É óbvio, mas está errado!
Era uma sexta-feira comum na vida de Emanuelly, quando ao terminar o que planejou para sua aula um pouco mais cedo do que esperava, perguntou se dentre os exercícios das listas que ela passa, havia algum em especial que a turma gostaria que fosse feito na lousa. Um aluno então pede para fazer um exercício sobre a dedução do valor da função seno para qualquer ângulo, e a professora foi ao quadro mostrar como “imaginava” ser esta resolução. Ela começa desenhando um triângulo equilátero de lado 1, pois como estaremos tratando de ângulos, este triângulo será semelhante a qualquer outro triângulo equilátero independente do valor dos lados, e escolher lado 1 deveria facilitar os cálculos seguintes.

Após desenhar o triângulo equilátero, ela dividiu-o no meio, traçando a bissetriz daquele ângulo. Isto divide o ângulo em duas partes iguais, formando então dois triângulos retângulos de hipotenusa 1 e cateto 1/2. Usando o teorema de Pitágoras, podemos deduzir que o outro cateto seja √3/2. Por outro lado, como era um triângulo equilátero, todos os seus ângulos eram 60 graus, e agora o ângulo dividido ficava valendo 30 graus.

No passo seguinte, ela partiu do pressuposto de que poderia dividir agora aquele ângulo de 30 graus em 3 partes iguais, de modo que cada ângulo teria 10 graus, e o cateto que antes valia 1/2, agora foi dividido em 3 partes, valendo 1/6 cada.
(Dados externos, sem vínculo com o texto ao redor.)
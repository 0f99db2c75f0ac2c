//! Swap state progression for a concrete fixture with fixed keys and nonces.

use adaptor::Scalar;
use protocol::actions::{
    adaptor_message, create_proposal, nonce_message, sign_given_event, sign_taken_event,
};
use protocol::engine::{compute_adaptors, nonce_commitment};
use protocol::{
    project, AdaptorContent, NonceContent, Proposal, ProposalContent, SigSpec, SwapBundle,
    SwapState,
};
use sigswap_nostr::{public_key_hex, Event, EventTemplate};

const ALICE_KEY: &str = "0000000000000000000000000000000000000000000000000000000000000003";
const BOB_KEY: &str = "0000000000000000000000000000000000000000000000000000000000000007";
const BOB_NONCE: &str = "000000000000000000000000000000000000000000000000000000000000000b";
/// x(2G), used as an inline nonce.
const INLINE_NONCE: &str = "c6047f9441ed7d6d3045406e95c07cd85c778e4b8cef3ca7abac09b95c709ee5";

fn key(encoded: &str) -> Scalar {
    Scalar::from_hex(encoded).expect("fixed key")
}

fn pk(key: &Scalar) -> String {
    public_key_hex(key).expect("pubkey")
}

fn proposal(alice: &Scalar, bob: &Scalar, inline_nonce: Option<&str>) -> Proposal {
    let mut content = ProposalContent::new(
        SigSpec::Nostr {
            template: EventTemplate::new(1, "gm", vec![], 1_700_000_000),
        },
        SigSpec::Nostr {
            template: EventTemplate::new(7, "+", vec![], 1_700_000_000),
        },
    );
    content.nonce = inline_nonce.map(str::to_string);
    let event = create_proposal(&pk(alice), &pk(bob), &content, None, 1_700_000_000)
        .expect("proposal")
        .sign(alice)
        .expect("signed");
    Proposal::from_event(event).expect("valid proposal")
}

fn states(proposal: &Proposal, arrivals: &[Event]) -> Vec<SwapState> {
    (0..=arrivals.len())
        .map(|seen| project(&SwapBundle::assemble(proposal.clone(), &arrivals[..seen])).state)
        .collect()
}

#[test]
fn fixture_keys_are_stable() {
    assert_eq!(
        pk(&key(ALICE_KEY)),
        "f9308a019258c31049344f85f89d5229b531c845836f99b08601f113bce036f9"
    );
}

/// Without an inline nonce the counterparty publishes the nonce and the
/// proposer adapts.
#[test]
fn proposer_adapts_progression() {
    let alice = key(ALICE_KEY);
    let bob = key(BOB_KEY);
    let proposal = proposal(&alice, &bob, None);

    let commitment = nonce_commitment(&proposal, &bob, &key(BOB_NONCE), &[])
        .expect("commitment");
    let nonce = hex::encode(commitment.nonce);
    let nonce_event = nonce_message(
        &proposal,
        &pk(&bob),
        &NonceContent {
            nonce: nonce.clone(),
            enc_s: Some(commitment.secret.to_hex()),
        },
        1_700_000_010,
    )
    .expect("nonce message")
    .sign(&bob)
    .expect("signed");

    let swap = project(&SwapBundle::assemble(proposal.clone(), &[nonce_event.clone()]));
    let adaptors = compute_adaptors(&proposal, &[], &nonce, &alice).expect("adaptors");
    let adaptor_event = adaptor_message(&swap, &AdaptorContent::new(adaptors), 1_700_000_020)
        .expect("adaptor message")
        .sign(&alice)
        .expect("signed");

    let mut arrived = vec![nonce_event.clone(), adaptor_event.clone()];
    let swap = project(&SwapBundle::assemble(proposal.clone(), &arrived));
    let given = sign_given_event(&swap, |_, s| Ok::<_, String>(s.to_string())).expect("given");

    arrived.push(given.clone());
    let swap = project(&SwapBundle::assemble(proposal.clone(), &arrived));
    let taken = sign_taken_event(&swap).expect("taken");

    assert_eq!(
        states(&proposal, &[nonce_event, adaptor_event, given, taken]),
        vec![
            SwapState::NoncePending,
            SwapState::AdaptorPending,
            SwapState::GivenPending,
            SwapState::TakenPending,
            SwapState::Completed,
        ]
    );
}

/// With an inline nonce the proposer holds the nonce and the counterparty
/// adapts, so the take side is pending before the give side.
#[test]
fn counterparty_adapts_progression() {
    let alice = key(ALICE_KEY);
    let bob = key(BOB_KEY);
    let proposal = proposal(&alice, &bob, Some(INLINE_NONCE));

    let swap = project(&SwapBundle::new(proposal.clone()));
    assert_eq!(swap.adaptor_pubkey, pk(&bob));
    assert_eq!(swap.nonce_pubkey, pk(&alice));

    let adaptor_event = adaptor_message(&swap, &AdaptorContent::new(vec![]), 1_700_000_020)
        .expect("adaptor message")
        .sign(&bob)
        .expect("signed");
    let given = proposal
        .give_event()
        .expect("nostr give")
        .sign(&alice)
        .expect("signed");
    let taken = proposal
        .take_event()
        .expect("nostr take")
        .sign(&bob)
        .expect("signed");

    assert_eq!(
        states(&proposal, &[adaptor_event, given, taken]),
        vec![
            SwapState::AdaptorPending,
            SwapState::TakenPending,
            SwapState::GivenPending,
            SwapState::Completed,
        ]
    );
}

/// Projection is a pure function: re-projecting and re-observing change
/// nothing.
#[test]
fn projection_is_idempotent() {
    let alice = key(ALICE_KEY);
    let bob = key(BOB_KEY);
    let proposal = proposal(&alice, &bob, Some(INLINE_NONCE));
    let given = proposal
        .give_event()
        .expect("nostr give")
        .sign(&alice)
        .expect("signed");

    let once = project(&SwapBundle::assemble(proposal.clone(), &[given.clone()]));
    let twice = project(&SwapBundle::assemble(proposal.clone(), &[given.clone(), given]));
    assert_eq!(once, twice);
    let observed = once.given.clone().expect("given observed");
    assert_eq!(once, project(&SwapBundle::assemble(proposal, &[observed])));
}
Dos 3 triângulos formados, ela toma então o de baixo, que era retângulo, e usando novamente o teorema de Pitágoras, deduz o valor de sua hipotenusa como √7/3.

Então, para calcular o seno do ângulo de 10 graus, bastava tomar o cateto oposto (1/6) e dividir pela hipotenusa √7/3, que seria √7/14, aproximadamente 0.188. Perfeito! Agora bastava apenas conferir o resultado com o da calculadora…
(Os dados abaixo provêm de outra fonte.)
//! Adaptor-signature swaps over signed events.
//!
//! A swap is rooted at a proposal and progresses as a nonce message, an
//! adaptor message and finally the two swapped artifacts are published. The
//! [`engine`] creates, verifies, completes and extracts the adaptor
//! signatures that make the exchange atomic; [`swap::project`] folds whatever
//! messages have arrived into a [`swap::Swap`] with a lifecycle state; the
//! [`actions`] build the events each party publishes next.

pub mod actions;
pub mod engine;
pub mod nonce;
pub mod swap;
pub mod types;

pub use nonce::{resolve_nonce, NonceSource};
pub use swap::{project, Swap, SwapBundle, SwapState};
pub use types::{
    Adaptor, AdaptorContent, AdaptorMessage, Mint, NonceContent, NonceMessage, Proposal,
    ProposalContent, SigSpec,
};

use thiserror::Error;

/// Errors that can occur during protocol execution.
#[derive(Debug, Error)]
pub enum ProtocolError {
    /// The give or take spec names a type this engine does not implement.
    #[error("unsupported {side} type: {kind}")]
    UnsupportedSpecType { side: &'static str, kind: String },

    /// No nonce has been published yet.
    #[error("no nonce found")]
    MissingNonce,

    /// No adaptor message has been published yet.
    #[error("no adaptors found")]
    MissingAdaptors,

    /// No encrypted secret scalar is available.
    #[error("no encrypted secret found")]
    MissingSecret,

    /// The given artifact has not been published yet.
    #[error("given event not found")]
    MissingGiven,

    /// A cashu leg needs at least one proof.
    #[error("no proofs to lock")]
    MissingProofs,

    /// Adaptor verification failed.
    #[error("invalid adaptors")]
    InvalidAdaptors,

    /// The encrypted secret could not be decrypted.
    #[error("secret unavailable: {0}")]
    SecretUnavailable(String),

    /// The signing key does not belong to the expected party.
    #[error("key does not belong to {0}")]
    KeyMismatch(String),

    /// A message has the wrong kind, tags or content.
    #[error("invalid message: {0}")]
    InvalidMessage(String),

    /// Adaptor signature operation failed.
    #[error("adaptor error: {0}")]
    Adaptor(#[from] adaptor::AdaptorError),

    /// Event operation failed.
    #[error("event error: {0}")]
    Event(#[from] sigswap_nostr::EventError),

    /// Cashu operation failed.
    #[error("cashu error: {0}")]
    Cashu(#[from] sigswap_cashu::CashuError),

    /// JSON (de)serialization failed.
    #[error("json error: {0}")]
    Json(#[from] serde_json::Error),
}

/// Result type for protocol operations.
pub type Result<T> = std::result::Result<T, ProtocolError>;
Mas espera… porque os resultados não coincidiram? Ela então começa a rever seus cálculos, procurando algum dígito que possa ter anotado errado, e ali em frente ao quadro, o que deveria ser o momento da celebração com o uso do resultado do dispositivo eletrônico apenas para confirmar a legitimidade do raciocínio começa a se tornar um caos. Nenhum dos cálculos estava errado, não era a calculadora que estava em radianos, não havia nada ali que pudesse ter resultado nessa diferença… exceto um detalhe. Quando assumiu que poderia fazer a trissecção (divisão em 3 partes iguais) do ângulo de 30 graus e que isso faria a trissecção do cateto com valor inicial de 1/2.
A professora contudo não se dá por vencida, e começa uma série de “ataques” ao problema que ela julgava ser bastante simples de resolver… depois de encher e apagar a lousa com ideias enquanto a turma dispersava sua atenção, uma vez que ela mesma estava imersa em seus próprios pensamentos. Emanuelly aceita que não será possível resolver aquele problema ali, e que essa contudo é uma boa oportunidade para falar sobre onde estava o erro no seu raciocínio. Explicando que os cálculos estavam certos, porém aquela ocasião, onde foi pressuposto a trissecção do ângulo, estava errada, ainda que inicialmente parecesse “natural” ou “intuitiva”, isto não acontecia. Ela então se comprometeu a escrever explicando melhor sobre isso, e assim ficou pensando por dois dias a respeito de outras estratégias para atacar este problema, mas sem resultados favoráveis, aceitou a derrota e procurou na Internet a solução.
O problema é que a solução não é nada trivial, pois a expressão algébrica para seno de 10 graus é:
i*e^(-i*π/9)/2 – i*e^(i*π/9)/2
Onde ‘e’ é o número de Euler (Uma capivara movida a jujubas), i é a unidade imaginária (√-1) e π é a razão entre o comprimento de uma circunferência dividida pelo seu diâmetro (O mistério de π=4).
Outras formas de chegar ao valor de seno de 10 graus, envolvem aproximações, pois as únicas propriedades que dispomos com exatidão são de somar/subtrair ângulos, e dividí-los ao meio. Mas como a priori conseguimos deduzir somente os ângulos de 30, 45 e 60 graus, com estas operações não é possível chegar com exatidão no valor 10 graus.
Por fim, vale descobrirmos duas coisas.
Qual era o ângulo daquele triângulo que calculamos o seno?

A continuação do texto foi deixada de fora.